Paradigm Shift: Dialysis as a Terminal Condition

Lydia S Dugdale 1,
PMCID: PMC11489512  PMID: 39430186

See Clinical Research on Page 2981

Five-year survival among patients on dialysis in the United States is approximately 40% 1; however, clinicians rarely consider end-stage renal disease to be a “terminal” diagnosis and typically involve palliative care only when such patients are very close to death.2 This raises the question of whether the cohort of patients, for whom mortality is 60% at 5 years, has been adequately prepared for the end of life, precisely the question that Russwurm and colleagues sought to investigate.3

In their study, Russwurm et al.3 surveyed patients on dialysis to determine how often and with whom they discussed their end-of-life wishes. They found that about half of patients contemplate their mortality, but fewer than 10% of patients on dialysis discuss their end-of-life wishes with their nephrologist. Even when these discussions occur, it is not clear that typical advance care planning adequately prepares people for death, especially when time is scarce. An older tradition of approaching preparation for death as a lifelong practice called the ars moriendi, or “art of dying” has wisdom to offer those with a terminal prognosis, which is ultimately a universal human condition.

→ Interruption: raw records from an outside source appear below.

impl Store {
    /// Builds an empty store with the given defaults.
    pub fn new(options: StoreOptions) -> Self {
        Self {
            options,
            graphs: RwLock::new(HashMap::new()),
            subscriber: Arc::new(NoopSubscriber),
            schemas: SchemaRegistry::new(),
        }
    }

    /// Replaces the store's event subscriber (defaults to [`NoopSubscriber`]).
    pub fn with_subscriber(mut self, subscriber: Arc<dyn Subscriber>) -> Self {
        self.subscriber = subscriber;
        self
    }

    /// Replaces the store's schema registry (defaults to an empty one).
    pub fn with_schemas(mut self, schemas: SchemaRegistry) -> Self {
        self.schemas = schemas;
        self
    }

    /// Initializes a graph, planting the access-control root node.
    /// Idempotent: if a graph with this id already exists, returns its id
    /// unchanged rather than re-initializing it.
    #[instrument(skip(self, options))]
    pub fn init(&self, options: GraphOptions) -> Result<Id> {
        let id = options.id.clone().unwrap_or_else(Id::generate);
        {
            let graphs = self.graphs.read();
            if graphs.contains_key(&id) {
                return Ok(id);
            }
        }

        let mut backend: Box<dyn Backend> = Box::new(MemoryBackend::new());
        access::init(&mut *backend)?;

        let entry = Arc::new(GraphEntry {
            info: GraphInfo::new(id.clone(), options.name),
            access_control: options.access_control.unwrap_or(self.options.access_control_default),
            backend: RwLock::new(backend),
            inverse_logs: Mutex::new(HashMap::new()),
        });

        let mut graphs = self.graphs.write();
        let id = graphs.entry(id).or_insert(entry).info.id.clone();
        debug!(graph = %id, "graph initialized");
        Ok(id)
    }

    /// Tears down a graph's backend state. Idempotent on an unknown id.
    pub fn close(&self, graph_id: &Id) -> Result<()> {
        self.graphs.write().remove(graph_id);
        Ok(())
    }

    fn graph(&self, graph_id: &Id) -> Result<Arc<GraphEntry>> {
        self.graphs
            .read()
            .get(graph_id)
            .cloned()
            .ok_or_else(|| Error::NotFound(graph_id.clone()))
    }

    fn require_context<'a>(&self, entry: &GraphEntry, ctx: Option<&'a AccessContext>) -> Result<Option<&'a AccessContext>> {
        if entry.access_control && ctx.is_none() {
            return Err(Error::MissingActorOrGraph);
        }
        Ok(ctx)
    }

    /// Acquires a graph's write lock per [`crate::config::LockWaitPolicy`]:
    /// blocks under [`LockWaitPolicy::Block`], or fails immediately under
    /// [`LockWaitPolicy::TryOnce`] rather than queuing behind a contended
    /// writer (`spec.md` §5, "transactions may suspend while awaiting the
    /// write lock").
    fn acquire_write<'a>(&self, entry: &'a GraphEntry) -> Result<parking_lot::RwLockWriteGuard<'a, Box<dyn Backend>>> {
        match self.options.lock_wait {
            LockWaitPolicy::Block => Ok(entry.backend.write()),
            LockWaitPolicy::TryOnce => entry
                .backend
                .try_write()
                .ok_or_else(|| Error::backend_internal("graph write lock contended")),
        }
    }

    /// Commits an ordered batch of operations atomically (`spec.md` §4.3).
    #[instrument(skip(self, ops, ctx, cancel))]
    pub fn execute(
        &self,
        graph_id: &Id,
        ops: Vec<Operation>,
        ctx: Option<&AccessContext>,
        cancel: &CancellationToken,
    ) -> Result<(TxId, Vec<OperationResult>)> {
        let entry = self.graph(graph_id)?;
        let ctx = self.require_context(&entry, ctx)?;

        let tx = Transaction::new(ops);
        let mut backend = self.acquire_write(&entry)?;

        if let Some(ctx) = ctx {
            for op in &tx.operations {
                access::authorize_operation(op, ctx, &**backend)?;
            }
        }
        self.validate_schemas(&**backend, &tx.operations)?;

        let (results, inverse) = transaction::commit(&mut **backend, &tx.operations, |_| Ok(()), cancel)?;
        entry.inverse_logs.lock().insert(tx.id(), inverse);
        drop(backend);

        self.emit_events(&entry, &tx.operations, &results);
        Ok((tx.id(), results))
    }

    /// Rolls back a previously committed transaction. Repeating the call is
    /// a no-op: the stored inverse log is replaced by its own (empty-effect)
    /// inverse each time, per the engine's rollback-idempotence guarantee.
    pub fn rollback(&self, graph_id: &Id, tx_id: TxId) -> Result<()> {
        let entry = self.graph(graph_id)?;
        let mut logs = entry.inverse_logs.lock();
        let Some(inverse) = logs.get(&tx_id) else {
            return Err(Error::NotFound(Id::String(tx_id.to_string())));
        };
        let mut backend = self.acquire_write(&entry)?;
        let next_log = transaction::rollback(&mut **backend, inverse);
        drop(backend);
        logs.insert(tx_id, next_log);
        Ok(())
    }

    fn validate_schemas(&self, backend: &dyn Backend, ops: &[Operation]) -> Result<()> {
        for op in ops {
            match &op.data {
                OperationData::CreateNode { schema: Some(name), data, .. } => {
                    self.schemas.validate(name, data)?;
                }
                OperationData::UpdateNode { id, patch } => {
                    if let Ok(existing) = backend.get_node(id) {
                        if let Some(name) = &existing.schema {
                            let mut merged = existing.data.clone();
                            merged.extend(patch.clone());
                            self.schemas.validate(name, &merged)?;
                        }
                    }
                }
                _ => {}
            }
        }
        Ok(())
    }

    fn emit_events(&self, entry: &GraphEntry, ops: &[Operation], results: &[OperationResult]) {
        for (op, result) in ops.iter().zip(results) {
            let (kind, id) = match result {
                OperationResult::Node(n) => (EntityKind::Node, n.id.clone()),
                OperationResult::Edge(e) => (EntityKind::Edge, e.id.clone()),
                OperationResult::Deleted(id) => (op.kind(), id.clone()),
                OperationResult::Noop => continue,
            };
            let event = match op.action() {
                Action::Create => Event::Created { kind, id },
                Action::Update => Event::Updated { kind, id },
                Action::Delete => Event::Deleted { kind, id },
                Action::Noop => continue,
            };
            let _ = self
                .subscriber
                .broadcast(&format!("graph:{}", entry.info.id), event);
        }
    }

    /// Executes a structured BFS query (`spec.md` §4.4).
    pub fn query(&self, graph_id: &Id, params: &Query, ctx: Option<&AccessContext>, cancel: &CancellationToken) -> Result<Vec<Node>> {
        let entry = self.graph(graph_id)?;
        let ctx = self.require_context(&entry, ctx)?;
        let backend = entry.backend.read();
        let nodes = query::execute(&**backend, params, cancel)?;
        Ok(self.filter_nodes(&**backend, nodes, ctx))
    }

    /// Fetches a single node. Access-controlled graphs surface
    /// [`Error::Unauthorized`] rather than silently omitting it.
    pub fn get_node(&self, graph_id: &Id, id: &Id, ctx: Option<&AccessContext>) -> Result<Node> {
        let entry = self.graph(graph_id)?;
        let ctx = self.require_context(&entry, ctx)?;
        let backend = entry.backend.read();
        let node = backend.get_node(id)?;
        if let Some(ctx) = ctx {
            if !access::can(&**backend, &ctx.actor_id, &node.id.to_string(), access::Permission::Read) {
                return Err(Error::Unauthorized("get node".into()));
            }
        }
        Ok(node)
    }

    /// Fetches a single edge. Access-controlled graphs surface
    /// [`Error::Unauthorized`] rather than silently omitting it.
    pub fn get_edge(&self, graph_id: &Id, id: &Id, ctx: Option<&AccessContext>) -> Result<crate::model::Edge> {
        let entry = self.graph(graph_id)?;
        let ctx = self.require_context(&entry, ctx)?;
        let backend = entry.backend.read();
        let edge = backend.get_edge(id)?;
        if let Some(ctx) = ctx {
            if !access::can(&**backend, &ctx.actor_id, &edge.id.to_string(), access::Permission::Read) {
                return Err(Error::Unauthorized("get edge".into()));
            }
        }
        Ok(edge)
    }

    /// Returns every node whose `data` map contains each entry of `filter`.
    /// Never surfaces the reserved access-control subgraph.
    pub fn find_nodes_by_properties(&self, graph_id: &Id, filter: &DataMap, ctx: Option<&AccessContext>) -> Result<Vec<Node>> {
        let entry = self.graph(graph_id)?;
        let ctx = self.require_context(&entry, ctx)?;
        let backend = entry.backend.read();
        let nodes = backend
            .find_nodes_by_data(filter)?
            .into_iter()
            .filter(|n| !n.is_protected())
            .collect();
        Ok(self.filter_nodes(&**backend, nodes, ctx))
    }

    fn filter_nodes(&self, backend: &dyn Backend, nodes: Vec<Node>, ctx: Option<&AccessContext>) -> Vec<Node> {
        match ctx {
            None => nodes,
            Some(ctx) => access::filter_results(nodes.into_iter().map(Readable::Node).collect(), ctx, backend)
                .into_iter()
                .filter_map(|item| match item {
                    Readable::Node(n) => Some(n),
                    _ => None,
                })
                .collect(),
        }
    }

    /// Dispatches to one of the five graph algorithms (`spec.md` §4.4).
    #[instrument(skip(self, algorithm, ctx, cancel))]
    pub fn traverse(
        &self,
        graph_id: &Id,
        algorithm: Algorithm,
        opts: &AlgorithmOptions,
        ctx: Option<&AccessContext>,
        cancel: &CancellationToken,
    ) -> Result<AlgorithmResult> {
        let entry = self.graph(graph_id)?;
        let ctx = self.require_context(&entry, ctx)?;
        let backend = entry.backend.read();

        let result = match algorithm {
            Algorithm::Bfs { source, depth, weighted } => {
                let nodes = bfs::run(&**backend, &source, depth, weighted, opts, cancel)?;
                AlgorithmResult::Nodes(self.filter_nodes(&**backend, nodes, ctx))
            }
            Algorithm::ShortestPath { source, target } => {
                let mut path = dijkstra::run(&**backend, &source, &target, opts, cancel)?;
                path.path = self.filter_nodes(&**backend, path.path, ctx);
                AlgorithmResult::Path(path)
            }
            Algorithm::ConnectedComponents => {
                let components = components::run(&**backend, opts.edge_key.as_deref(), cancel)?;
                let filtered = components
                    .into_iter()
                    .map(|c| self.filter_nodes(&**backend, c, ctx))
                    .collect();
                AlgorithmResult::Components(filtered)
            }
            Algorithm::MinimumSpanningTree => {
                AlgorithmResult::SpanningTree(mst::run(&**backend, opts, cancel)?)
            }
            Algorithm::PageRank(pr_opts) => AlgorithmResult::Ranks(pagerank::run(&**backend, &pr_opts, cancel)?),
        };
        Ok(result)
    }

    // --- Access-control administration surface (`spec.md` §4.6) ---

    /// Registers an actor under the graph's access-control root.
    pub fn define_actor(&self, graph_id: &Id, actor_id: Id, attributes: DataMap) -> Result<Node> {
        let entry = self.graph(graph_id)?;
        let mut backend = self.acquire_write(&entry)?;
        access::define_actor(&mut **backend, actor_id, attributes)
    }

    /// Registers a scope under the graph's access-control root.
    pub fn define_scope(&self, graph_id: &Id, scope_id: Id, attributes: DataMap) -> Result<Node> {
        let entry = self.graph(graph_id)?;
        let mut backend = self.acquire_write(&entry)?;
        access::define_scope(&mut **backend, scope_id, attributes)
    }

    /// Grants `actor_id` the given operations on `scope_id`.
    pub fn grant_permission(&self, graph_id: &Id, actor_id: &Id, scope_id: &Id, operations: &[&str]) -> Result<crate::model::Edge> {
        let entry = self.graph(graph_id)?;
        let mut backend = self.acquire_write(&entry)?;
        access::grant_permission(&mut **backend, actor_id, scope_id, operations)
    }

    /// Checks whether `actor_id` holds `operation` on a scope matching `scope_id`.
    pub fn can(&self, graph_id: &Id, actor_id: &Id, scope_id: &str, operation: access::Permission) -> Result<bool> {
        let entry = self.graph(graph_id)?;
        let backend = entry.backend.read();
        Ok(access::can(&**backend, actor_id, scope_id, operation))
    }
}
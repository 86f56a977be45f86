//! Crate-wide error taxonomy.
//!
//! Every fallible public entry point returns [`Result`]. Errors are never
//! swallowed: backend-internal failures are logged via `tracing::error!`
//! before being surfaced to the caller (see [`log_internal`]).

use thiserror::Error;
use tracing::error;

use crate::model::Id;

/// Crate-wide result alias.
pub type Result<T> = std::result::Result<T, Error>;

/// The error kinds the core can surface, per the component's failure taxonomy.
#[derive(Debug, Error)]
pub enum Error {
    /// The requested entity does not exist.
    #[error("entity not found: {0}")]
    NotFound(Id),

    /// Insert of an existing id with `ConflictPolicy::Error`.
    #[error("id already exists: {0}")]
    Conflict(Id),

    /// An edge insert was attempted without both endpoints present.
    #[error("edge insert missing source or target")]
    MissingSourceOrTarget,

    /// An edge references a node that does not, and will not, exist at commit.
    #[error("dangling reference: edge {edge} references missing node {node}")]
    DanglingReference {
        /// The edge that references a missing endpoint.
        edge: Id,
        /// The missing node id.
        node: Id,
    },

    /// A transaction operation's action/kind combination is not supported.
    #[error("invalid operation: {action} on {kind}")]
    InvalidOperation {
        /// The requested action (e.g. "create").
        action: String,
        /// The entity kind the action targeted.
        kind: String,
    },

    /// A wire-level transaction message did not match the supported tuple shapes.
    #[error("invalid operation message")]
    InvalidOperationMessage,

    /// A weight was negative, or non-numeric where a number was required.
    #[error("invalid weight")]
    InvalidWeight,

    /// A permission grant referenced an operation kind outside `{read, write, execute, admin}`.
    #[error("invalid operations in permission grant: {0:?}")]
    InvalidOperations(Vec<String>),

    /// The access-control policy denied an operation.
    #[error("unauthorized: {0}")]
    Unauthorized(String),

    /// An access context was supplied without both an actor and a graph id.
    #[error("access context missing actor or graph")]
    MissingActorOrGraph,

    /// The caller's cancellation token was triggered before completion.
    #[error("operation cancelled")]
    Cancelled,

    /// The caller's deadline elapsed before completion.
    #[error("deadline exceeded")]
    DeadlineExceeded,

    /// No path exists between the requested source and target.
    #[error("no path between nodes")]
    NoPath,

    /// The schema attached to an entity rejected its data.
    #[error("schema validation failed: {0}")]
    SchemaValidation(String),

    /// An internal backend invariant was violated.
    #[error("backend internal error: {cause}")]
    BackendInternal {
        /// Human-readable cause, for diagnostics.
        cause: String,
    },
}

impl Error {
    /// Builds a [`Error::BackendInternal`], logging the cause at `error` level.
    ///
    /// Mirrors the teacher's `acquire_lock` helper, which logs before
    /// converting a poisoned-lock condition into a typed error.
    pub fn backend_internal(cause: impl Into<String>) -> Self {
        let cause = cause.into();
        error!(%cause, "backend internal error");
        Error::BackendInternal { cause }
    }
}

Extending Life or Delaying Death? Challenges of Medicalization

Patients on dialysis are not the only ones ill-prepared for death. In the West at least, where most aspects of life have become medicalized, patients and doctors have elected to also medicalize the dying process.

As I describe in my book, “The Lost Art of Dying”, during the aftermath of the mid-1300s Bubonic plague, the ars moriendi literary tradition developed to help ordinary people anticipate and prepare for death. The genre circulated for more than 500 years but lost favor in the 1920s, as the world rebounded from the first world war and the global influenza pandemic.4 The discovery of antibiotics and then chemotherapy, combined with the advent of cardiopulmonary resuscitation, the mechanical ventilator, and hemodialysis, gave the illusion that death could be avoided. In the United States these discoveries appeared alongside an explosive growth in hospitals, from fewer than 200 in the 1870s to more than 6000 by 1920.5 Those with access to sophisticated medical treatments grew accustomed to the idea that a miraculous cure sits around the next corner, if we can only avoid death.

Nevertheless, this illusion has perplexed living and dying for patients and doctors alike. For example, rather than seeing dialysis as a kind of miracle and not something to be taken for granted, modern patients have come to expect dialysis as a fix for chronic kidney disease. And even though mortality is high, clinicians indulge expectations of patients, often without preparing them for the inevitable. My own uncle, who started dialysis during the COVID-19 pandemic, was shocked that he would have arteriovenous fistula complications. He fully expected dialysis to extend his life a couple of more decades. Although the numbers tell a different tale, his doctors did not warn him.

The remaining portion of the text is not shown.